The fallout was even worse than they had imagined. For years, it had been a closely guarded secret, well, not a secret exactly, but close to it. It was common knowledge that devices like the one in question existed and even that they were utilized by a few people in the trade, but it was also conveniently forgotten; like the crazy uncle everyone knows about but no one mentions. “Ok Marcie, damage control- go,” Nathaniel, a craggy-faced man with greying temples and a few too many wrinkles for his 48 years looked to his junior partner, a young but highly capable young woman with nothing but potential. Her career was on the fast track in the highly competitive world of publishing… but all that might change in the next 18 hours.

“Plausible denial, sir. We provide J.P. with a statement, one that he can ad lib a little, and redirect the focus. Place the blame on the corporation,” Marcie held up her hand, when she saw Nathaniel’s’ violent reaction to her last suggestion. “Now just hear me out, sir. We divert all attention away from J.P., he can claim he submitted an original manuscript to the corporation and then claim that beyond that step he would have had no idea of a ‘switch’ until it was published and on bookshelves.
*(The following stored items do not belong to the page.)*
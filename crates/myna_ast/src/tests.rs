use super::*;

fn dummy_span() -> Span {
    Span::dummy()
}

fn int_literal(text: &str) -> Expression {
    Expression::Literal {
        value: Literal::Number(text.to_string()),
        semantic_type: SemanticType::int(),
        span: dummy_span(),
    }
}

#[test]
fn expression_tree_round_trips_through_serde() {
    let expression = Expression::Binary {
        left: Box::new(int_literal("1")),
        op: BinaryOp::Add,
        right: Box::new(int_literal("2")),
        op_method: None,
        semantic_type: SemanticType::int(),
        span: dummy_span(),
    };

    let json = serde_json::to_string(&expression).expect("expression should serialize");
    let decoded: Expression = serde_json::from_str(&json).expect("expression should deserialize");

    assert_eq!(decoded, expression);
}

#[test]
fn decl_table_hands_out_sequential_ids() {
    let mut table = DeclTable::new();
    let first = table.insert(Declaration::Variable(VariableDecl::new("a", None)));
    let second = table.insert(Declaration::Variable(VariableDecl::new("b", None)));

    assert_eq!(first, DeclId(0));
    assert_eq!(second, DeclId(1));
    assert_eq!(table.name_of(second), Some("b"));
}

#[test]
fn substitution_replaces_type_parameters_recursively() {
    let mut substitution = std::collections::BTreeMap::new();
    substitution.insert("T".to_string(), SemanticType::string());

    let list_of_t = SemanticType::generic("java.util.List", vec![SemanticType::class("T")]);
    let substituted = list_of_t.substitute(&substitution);

    assert_eq!(
        substituted,
        SemanticType::generic("java.util.List", vec![SemanticType::string()])
    );
}

#[test]
fn property_name_strips_accessor_prefix() {
    let getter = MethodDecl::new("getWidth", vec![], Some(SemanticType::int()));
    assert_eq!(getter.property_name(), Some("width".to_string()));

    let setter = MethodDecl::new(
        "setWidth",
        vec![ParamDecl::new("value", Some(SemanticType::int()))],
        None,
    );
    assert_eq!(setter.property_name(), Some("width".to_string()));

    let plain = MethodDecl::new("width", vec![], None);
    assert_eq!(plain.property_name(), None);
}

#[test]
fn walk_visits_closure_bodies() {
    let mut table = DeclTable::new();
    let param = table.insert(Declaration::Parameter(ParamDecl::new("it", None)));

    let closure = Expression::Closure(ClosureExpression {
        parameters: vec![ClosureParameter {
            decl: param,
            default_value: None,
        }],
        body: Block::new(vec![Statement::Expression {
            expr: int_literal("42"),
            span: dummy_span(),
        }]),
        return_type: SemanticType::int(),
        span: dummy_span(),
    });

    let mut seen_literal = false;
    closure.walk(&mut |expr| {
        if matches!(expr, Expression::Literal { .. }) {
            seen_literal = true;
        }
    });
    assert!(seen_literal, "walk must descend into closure bodies");
}
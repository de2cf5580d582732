// myna_ast/statement - resolved statements, members, and compilation units
use crate::expression::Expression;
use crate::resolution::{DeclId, DeclTable};
use crate::types::{SemanticType, Span};
use serde::{Deserialize, Serialize};
use std::collections::HashSet;

#[derive(Debug, Clone, PartialEq, Serialize, Deserialize)]
pub enum Statement {
    Expression {
        expr: Expression,
        span: Span,
    },

    VariableDeclaration {
        decl: DeclId,
        initializer: Option<Expression>,
        span: Span,
    },

    If {
        condition: Expression,
        then_stmt: Box<Statement>,
        else_stmt: Option<Box<Statement>>,
        span: Span,
    },

    While {
        condition: Expression,
        body: Box<Statement>,
        span: Span,
    },

    ForEach {
        variable: DeclId,
        iterable: Expression,
        body: Box<Statement>,
        span: Span,
    },

    Return {
        value: Option<Expression>,
        span: Span,
    },

    Throw {
        value: Expression,
        span: Span,
    },

    Block(Block),

    TryCatch {
        body: Block,
        catches: Vec<CatchClause>,
        finally_block: Option<Block>,
        span: Span,
    },

    Break {
        span: Span,
    },

    Continue {
        span: Span,
    },
}

#[derive(Debug, Clone, PartialEq, Serialize, Deserialize)]
pub struct Block {
    pub statements: Vec<Statement>,
    pub span: Span,
}

impl Block {
    pub fn new(statements: Vec<Statement>) -> Self {
        Self {
            statements,
            span: Span::dummy(),
        }
    }

    pub fn walk_expressions<'a>(&'a self, visit: &mut dyn FnMut(&'a Expression)) {
        for statement in &self.statements {
            statement.walk_expressions(visit);
        }
    }
}

#[derive(Debug, Clone, PartialEq, Serialize, Deserialize)]
pub struct CatchClause {
    pub parameter: DeclId,
    pub exception_type: SemanticType,
    pub body: Block,
}

impl Statement {
    pub fn span(&self) -> &Span {
        match self {
            Statement::Expression { span, .. }
            | Statement::VariableDeclaration { span, .. }
            | Statement::If { span, .. }
            | Statement::While { span, .. }
            | Statement::ForEach { span, .. }
            | Statement::Return { span, .. }
            | Statement::Throw { span, .. }
            | Statement::TryCatch { span, .. }
            | Statement::Break { span }
            | Statement::Continue { span } => span,
            Statement::Block(block) => &block.span,
        }
    }

    pub fn walk_expressions<'a>(&'a self, visit: &mut dyn FnMut(&'a Expression)) {
        match self {
            Statement::Expression { expr, .. } => expr.walk(visit),
            Statement::VariableDeclaration { initializer, .. } => {
                if let Some(expr) = initializer {
                    expr.walk(visit);
                }
            }
            Statement::If {
                condition,
                then_stmt,
                else_stmt,
                ..
            } => {
                condition.walk(visit);
                then_stmt.walk_expressions(visit);
                if let Some(stmt) = else_stmt {
                    stmt.walk_expressions(visit);
                }
            }
            Statement::While {
                condition, body, ..
            } => {
                condition.walk(visit);
                body.walk_expressions(visit);
            }
            Statement::ForEach { iterable, body, .. } => {
                iterable.walk(visit);
                body.walk_expressions(visit);
            }
            Statement::Return { value, .. } => {
                if let Some(expr) = value {
                    expr.walk(visit);
                }
            }
            Statement::Throw { value, .. } => value.walk(visit),
            Statement::Block(block) => block.walk_expressions(visit),
            Statement::TryCatch {
                body,
                catches,
                finally_block,
                ..
            } => {
                body.walk_expressions(visit);
                for clause in catches {
                    clause.body.walk_expressions(visit);
                }
                if let Some(block) = finally_block {
                    block.walk_expressions(visit);
                }
            }
            Statement::Break { .. } | Statement::Continue { .. } => {}
        }
    }
}

/// A method or constructor with its body, referencing its signature in the
/// declaration table.
#[derive(Debug, Clone, PartialEq, Serialize, Deserialize)]
pub struct MethodNode {
    pub decl: DeclId,
    /// `None` for abstract/interface members.
    pub body: Option<Block>,
    pub span: Span,
}

#[derive(Debug, Clone, PartialEq, Serialize, Deserialize)]
pub enum Member {
    Field {
        decl: DeclId,
        initializer: Option<Expression>,
        span: Span,
    },
    Method(MethodNode),
    Constructor(MethodNode),
    Initializer {
        is_static: bool,
        body: Block,
        span: Span,
    },
}

/// One class/interface being converted, with its member bodies.
#[derive(Debug, Clone, PartialEq, Serialize, Deserialize)]
pub struct TypeDeclaration {
    pub decl: DeclId,
    pub members: Vec<Member>,
    pub span: Span,
}

/// One resolved unit handed to the generator: type declarations plus, for
/// script-like units, loose top-level statements and methods.
#[derive(Debug, Clone, PartialEq, Serialize, Deserialize)]
pub struct CompilationUnit {
    pub package: Option<String>,
    pub imports: Vec<String>,
    pub types: Vec<TypeDeclaration>,
    pub script_statements: Vec<Statement>,
    pub script_methods: Vec<MethodNode>,
    pub script_class_name: Option<String>,
    pub decls: DeclTable,
}

impl CompilationUnit {
    pub fn new(decls: DeclTable) -> Self {
        Self {
            package: None,
            imports: vec![],
            types: vec![],
            script_statements: vec![],
            script_methods: vec![],
            script_class_name: None,
            decls,
        }
    }

    /// Ids of the classes converted by this unit, for name qualification
    /// decisions.
    pub fn converted_class_ids(&self) -> HashSet<DeclId> {
        self.types.iter().map(|decl| decl.decl).collect()
    }

    /// Visit every expression in the unit, including member bodies and
    /// closure bodies.
    pub fn walk_expressions<'a>(&'a self, visit: &mut dyn FnMut(&'a Expression)) {
        for statement in &self.script_statements {
            statement.walk_expressions(visit);
        }
        for method in &self.script_methods {
            if let Some(body) = &method.body {
                body.walk_expressions(visit);
            }
        }
        for type_decl in &self.types {
            for member in &type_decl.members {
                match member {
                    Member::Field { initializer, .. } => {
                        if let Some(expr) = initializer {
                            expr.walk(visit);
                        }
                    }
                    Member::Method(node) | Member::Constructor(node) => {
                        if let Some(body) = &node.body {
                            body.walk_expressions(visit);
                        }
                    }
                    Member::Initializer { body, .. } => body.walk_expressions(visit),
                }
            }
        }
    }
}
//! Shared write/read dispatcher
//!
//! General-purpose bus transfers go through here so that the transfer
//! mechanism can be switched in one place, which is what the EINVAL driver
//! workaround does.

use tracing::{trace, warn};

use super::device::{I2cIo, IoResult};
use super::probe::set_slave_address;
use super::I2cContext;
use crate::error::Errno;
use crate::settings::IoStrategy;

/// Write `bytes` to `addr` using the configured strategy
pub fn layer_write<D>(dev: &mut D, ctx: &I2cContext, addr: u16, bytes: &[u8]) -> IoResult<()>
where
    D: I2cIo + ?Sized,
{
    let strategy = ctx.settings.io_strategy();
    match write_with(dev, ctx, strategy, addr, bytes) {
        Err(Errno::EINVAL) if switch_on_einval(dev.bus_number(), ctx, strategy) => {
            write_with(dev, ctx, IoStrategy::FileIo, addr, bytes)
        }
        other => other,
    }
}

/// Fill `buf` from `addr` using the configured strategy.
///
/// `bytewise` issues one-byte reads under file I/O; the ioctl strategy
/// always reads in one message.
pub fn layer_read<D>(
    dev: &mut D,
    ctx: &I2cContext,
    addr: u16,
    bytewise: bool,
    buf: &mut [u8],
) -> IoResult<()>
where
    D: I2cIo + ?Sized,
{
    let strategy = ctx.settings.io_strategy();
    match read_with(dev, ctx, strategy, addr, bytewise, buf) {
        Err(Errno::EINVAL) if switch_on_einval(dev.bus_number(), ctx, strategy) => {
            read_with(dev, ctx, IoStrategy::FileIo, addr, bytewise, buf)
        }
        other => other,
    }
}

/// On EINVAL from the ioctl strategy on an affected driver, move the whole
/// layer onto file I/O. Returns true when the caller should retry.
fn switch_on_einval(busno: u32, ctx: &I2cContext, strategy: IoStrategy) -> bool {
    if strategy != IoStrategy::Ioctl || !ctx.has_einval_quirk(busno) {
        return false;
    }
    warn!(busno, "I2C_RDWR returned EINVAL on quirky driver, switching to file I/O");
    ctx.settings.record_einval_quirk();
    true
}

fn write_with<D>(
    dev: &mut D,
    ctx: &I2cContext,
    strategy: IoStrategy,
    addr: u16,
    bytes: &[u8],
) -> IoResult<()>
where
    D: I2cIo + ?Sized,
{
    let busno = dev.bus_number();
    trace!(busno, addr = format_args!("0x{:02x}", addr), len = bytes.len(), ?strategy, "layer write");
    let rc = match strategy {
        IoStrategy::Ioctl => dev.transfer_write(addr, bytes),
        IoStrategy::FileIo => {
            let force = ctx.settings.force_slave_address();
            set_slave_address(dev, addr, force).and_then(|()| file_write(dev, bytes))
        }
    };
    if let Err(errno) = rc {
        ctx.report_io_error(busno, "write", errno);
    }
    rc
}

fn read_with<D>(
    dev: &mut D,
    ctx: &I2cContext,
    strategy: IoStrategy,
    addr: u16,
    bytewise: bool,
    buf: &mut [u8],
) -> IoResult<()>
where
    D: I2cIo + ?Sized,
{
    let busno = dev.bus_number();
    trace!(busno, addr = format_args!("0x{:02x}", addr), len = buf.len(), ?strategy, bytewise, "layer read");
    let rc = match strategy {
        IoStrategy::Ioctl => dev.transfer_read(addr, buf),
        IoStrategy::FileIo => {
            let force = ctx.settings.force_slave_address();
            set_slave_address(dev, addr, force).and_then(|()| file_read(dev, bytewise, buf))
        }
    };
    if let Err(errno) = rc {
        ctx.report_io_error(busno, "read", errno);
    }
    rc
}

/// write() all of `bytes`. A short write is EIO.
pub(crate) fn file_write<D>(dev: &mut D, bytes: &[u8]) -> IoResult<()>
where
    D: I2cIo + ?Sized,
{
    if dev.write(bytes)? == bytes.len() {
        Ok(())
    } else {
        Err(Errno::EIO)
    }
}

/// read() into `buf`, whole or a byte at a time. Short reads are EIO.
pub(crate) fn file_read<D>(dev: &mut D, bytewise: bool, buf: &mut [u8]) -> IoResult<()>
where
    D: I2cIo + ?Sized,
{
    if bytewise {
        for byte in buf.chunks_mut(1) {
            if dev.read(byte)? != 1 {
                return Err(Errno::EIO);
            }
        }
        Ok(())
    } else if dev.read(buf)? == buf.len() {
        Ok(())
    } else {
        Err(Errno::EIO)
    }
}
Instantly he is transformed from a soulless sellout to the victimized dreamer. We’ll line up a slew of interviews, Regis & Kelly, Piers Morgan, Dave, the Today Show, all of the usual suspects. They’ll cart him out and he’ll sit there, appropriately wounded and crestfallen. He’ll pander to the sympathetic hosts, feign outrage and disgust as one more artist misused by a faceless corporation, the whole bit. They’ll be eating out of his hands in no time and the public will be quick to follow,” Marcie looked at her boss and tried to hide the look of triumph on her face. She was unsuccessful.

“OK smart guy, what do we do about keeping the big boys happy in all this? They are not going to like the attention being turned in their direction,” Nathaniel had a tendency to refer to Marcie in masculine terms, due partly to his history of hiring only men, but also as a result of Marcie’s fondness for menswear and her habit of keeping the thick mass of her chestnut hair buzzed short around the ears, leaving it only a little longer on top. She had a striking resemblance to a young Patrick Swayze.

“That’s the best part, boss,” Marcie didn’t miss a beat (she secretly liked that Nathaniel thoughts of her as ‘one of the guys’) “The bait and switch routine with J.P. will buy us a little time. While J.P. is on the interview circuit we’ll have time to bury the ‘real’ culprit in legalese and send anyone wanting to dig on a wild goose chase.  Of course a villain will have to be produced eventually, the media needs someone to crucify and we need something to take the heat. So…” Marcie paused for a dramatic effect (something she had picked up from her years around story-tellers, authors and politicians alike), “we hand them a low-level copy editor determined to get his story to the masses at any cost. He’ll be fictitious of course, but as long as we throw the media a juicy-enough bone, they’ll be satisfied and point their noses towards the next story… no one will ever need to know the villain doesn’t actually exist,” Marcie crossed her arms across her chest and waited for a reaction.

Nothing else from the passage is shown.